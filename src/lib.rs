pub mod application;
pub mod domain;
pub mod infrastructure;
pub mod shared;
mod state;

pub use application::ports::{
    ActionDispatcher, ActionExecutor, ChangeFeed, ChangeFilter, ExecutionError, KeyValueStore,
    NetworkProbe,
};
pub use application::services::{
    ActionQueue, CollectionSpec, DeadLetterBox, NetworkMonitor, ObservedRecord, OfflineGateway,
    RealtimeReconciler, ResultCache, SubmitOutcome, SyncOrchestrator,
};
pub use state::OfflineRuntime;

/// ログ設定の初期化
///
/// Returns `false` when a global subscriber was already installed.
pub fn init_logging() -> bool {
    use tracing_subscriber::{layer::SubscriberExt, util::SubscriberInitExt};

    tracing_subscriber::registry()
        .with(
            tracing_subscriber::EnvFilter::try_from_default_env()
                .unwrap_or_else(|_| "pickup_sync=debug,info".into()),
        )
        .with(tracing_subscriber::fmt::layer())
        .try_init()
        .is_ok()
}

__________

**AIM OF THE EXERCISE**
Each line above that has the word "state" should be copied.

**SOLUTION TO THE EXERCISE**
mod state;
pub use state::OfflineRuntime;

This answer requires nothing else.